En cambio, parece el autor más preocupado, más centrado, más obcecado y juvenilmente entusiasmado con la idea de refinar su prosa que en la tarea –más compleja- de transmitir la pena mutiladora de las ausencias de Mrs. Caldwell. Esto, que podría haber sido un gran libro, convirtiéndose en metáfora del duelo global que sufría entonces este país –está escrita entre 1947 y 1952-, que podría haber reflejado la sensibilidad humillada de tanta gente, se queda, al final, en simple ejercicio de estilo. No transmite un sentimiento ni una idiosincrasia humanas verdaderamente reconocibles. Y el progresivo derrumbamiento de la madre nos llega solo tenuemente, muy quedamente. Tenemos, eso sí, cantidad de perlas de prosa embellecida:


1)      Sueño, apaciblemente, con la idea de que este tiempo se prolongue, de que este tiempo dure y se eternice como mis mejores y más puros sentimientos hacia ti.


2)      La soledad, hijo mío, no es buena madera para poder pasar las yemas de los dedos sobre la huella de tu nombre, Eliacim.

3)    Pero el rescoldo de la chimenea, Eliacim, es algo que hemos de conformarnos con mirarlo fijamente, a veces casi a traición, para que pueda ir entregándonos, poco a poco, ese hijo ardiendo que todas las madres perdimos, quién sabe si para que nos sintamos avergonzadas de seguir viviendo, avergonzadas de seguir escuchando el atormentador latido de nuestro corazón.
 

Cela, vemos, quiere gustarse, quiere lucirse y se olvida que entre manos podría haber tenido una gran novela en lugar de su propio ego (consentido). Y digo gran novela no solo porque podría haberse erigido en metáfora del sentir herido de todo un país, sino por haberlo hecho con un monólogo interior femenino, fragmentado en más de 200 cartas breves. Algo inusual en la literatura española de posguerra. Huelga decir que, pese a lo dicho, Caldwell es una lectura entretenida y esas perlas de antes, incontables a lo largo de las menos de 200 páginas del libro, agrandan poco a poco el tamaño de nuestra admiración celiana. Que esto es cierto, al menos en mi caso, lo demuestra el hecho de que, hace pocas frases, haya dicho lo de la pena mutiladora de sus ausencias en lugar de, por ejemplo, el dolor por la muerte del hijo. Pasa como con Neruda: uno tiende, al leerlos, a la imitación involuntaria de su estilo. (Vemos que Harold Bloom dio en el clavo con su teoría de la angustia de las influencias. Por otra parte, el final encadena una serie de explosiones visuales -las fantásticas alucinaciones de la madre- que se cuentan entre lo más delirante, en el mejor sentido de la palabra, de cuanto ha escrito su autor). 

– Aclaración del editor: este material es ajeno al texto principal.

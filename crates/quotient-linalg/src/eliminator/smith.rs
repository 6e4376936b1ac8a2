use quotient_rings::traits::EuclideanDomain;

use super::diagonal::Diagonal;
use super::{Eliminator, Strategy};
use crate::ops::ElementaryOperation;

/// Smith normal form: a diagonal form whose entries divide their successors.
///
/// Positions before `target_index` hold settled invariant factors.
#[derive(Debug, Default)]
pub(crate) struct Smith {
    target_index: usize,
}

impl<R: EuclideanDomain> Strategy<R> for Smith {
    fn prepare(&mut self, e: &mut Eliminator<R>) {
        e.run(Diagonal);
    }

    fn is_done(&self, e: &Eliminator<R>) -> bool {
        self.target_index >= e.target().nnz()
    }

    fn iterate(&mut self, e: &mut Eliminator<R>) {
        let rank = e.target().nnz();
        let diagonal: Vec<(usize, R)> = (self.target_index..rank)
            .map(|i| (i, e.target().entry(i, i)))
            .collect();

        let Some((i, a)) = diagonal
            .iter()
            .min_by(|(_, a), (_, b)| a.cmp_degree(b))
            .cloned()
        else {
            self.target_index = rank;
            return;
        };

        if !a.is_unit() {
            let offender = diagonal
                .iter()
                .find(|(j, b)| *j != i && !a.divides(b))
                .cloned();
            if let Some((j, b)) = offender {
                diagonal_gcd(e, (i, &a), (j, &b));
                return;
            }
        }

        e.normalize_row(i, &a);
        e.apply(ElementaryOperation::SwapRows(i, self.target_index));
        e.apply(ElementaryOperation::SwapCols(i, self.target_index));
        self.target_index += 1;
    }
}

/// Replaces diagonal entries `a` at `i` and `b` at `j` by `gcd(a, b)` at `i`
/// and `-ab / gcd(a, b)` at `j`.
///
/// With `r = p·a + q·b`:
///
/// ```text
/// [a 0]  →  [a  0]  →  [a 0]  →  [0 -ab/r]  →  [0 -ab/r]  →  [r    0 ]
/// [0 b]     [pa b]     [r b]     [r   b  ]     [r   0   ]     [0 -ab/r]
/// ```
fn diagonal_gcd<R: EuclideanDomain>(
    e: &mut Eliminator<R>,
    (i, a): (usize, &R),
    (j, b): (usize, &R),
) {
    let (r, p, q) = a.extended_gcd(b);

    e.apply(ElementaryOperation::AddRow { at: i, to: j, mul: p });
    e.apply(ElementaryOperation::AddCol { at: j, to: i, mul: q });
    e.apply(ElementaryOperation::AddRow {
        at: j,
        to: i,
        mul: -a.div(&r),
    });
    e.apply(ElementaryOperation::AddCol {
        at: i,
        to: j,
        mul: -b.div(&r),
    });
    e.apply(ElementaryOperation::SwapRows(i, j));
}

#[cfg(test)]
mod tests {
    use super::*;
    use crate::sparse_matrix::SparseMatrix;
    use quotient_rings::integers::Z;

    fn diag(rows: usize, cols: usize, entries: &[i64]) -> SparseMatrix<Z> {
        let triplets: Vec<_> = entries
            .iter()
            .enumerate()
            .map(|(i, &d)| (i, i, Z::new(d)))
            .collect();
        SparseMatrix::from_triplets(rows, cols, &triplets)
    }

    #[test]
    fn test_diagonal_gcd() {
        let a = diag(2, 2, &[4, 6]);
        let mut e = Eliminator::new(a.clone());
        diagonal_gcd(&mut e, (0, &Z::new(4)), (1, &Z::new(6)));
        let (result, log) = e.into_parts();

        assert_eq!(result, diag(2, 2, &[2, -12]));
        assert_eq!(&(&log.left(2) * &a) * &log.right(2), result);
    }

    #[test]
    fn test_smith_orders_by_divisibility() {
        let a = diag(3, 4, &[6, 4, 1]);
        let mut e = Eliminator::new(a.clone());
        e.run(Smith::default());
        let (result, log) = e.into_parts();

        assert_eq!(result, diag(3, 4, &[1, 2, 12]));
        assert_eq!(&(&log.left(3) * &a) * &log.right(4), result);
    }
}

Por cierto: en esta novela tenemos una perla precursora de las descripciones del orvallo gallego que felizmente abundan en Mazurca para dos muertos: "La lluvia cae pertinaz sobre los cristales, hijo mío". Décadas más tarde sublimaría Cela las descripciones del caer murmurador de la lluvia en los cristales de las aldeas gallegas.